▸ Provided records
//! Whitespace normalization shared by extraction and classification.

/// Collapse every run of whitespace to a single space and trim both ends.
///
/// # Examples
/// ```
/// use reviewrepair_engine::text::collapse_whitespace;
///
/// assert_eq!(collapse_whitespace("  All\n\tgood.  "), "All good.");
/// assert_eq!(collapse_whitespace(" \n "), "");
/// ```
pub fn collapse_whitespace(text: &str) -> String {
    let mut out = String::with_capacity(text.len());
    for word in text.split_whitespace() {
        if !out.is_empty() {
            out.push(' ');
        }
        out.push_str(word);
    }
    out
}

▸ What to produce
Give the complete listing again, exactly as it appears above.

▸ Written answer
//! Whitespace normalization shared by extraction and classification.

/// Collapse every run of whitespace to a single space and trim both ends.
///
/// # Examples
/// ```
/// use reviewrepair_engine::text::collapse_whitespace;
///
/// assert_eq!(collapse_whitespace("  All\n\tgood.  "), "All good.");
/// assert_eq!(collapse_whitespace(" \n "), "");
/// ```
pub fn collapse_whitespace(text: &str) -> String {
    let mut out = String::with_capacity(text.len());
    for word in text.split_whitespace() {
        if !out.is_empty() {
            out.push(' ');
        }
        out.push_str(word);
    }
    out
}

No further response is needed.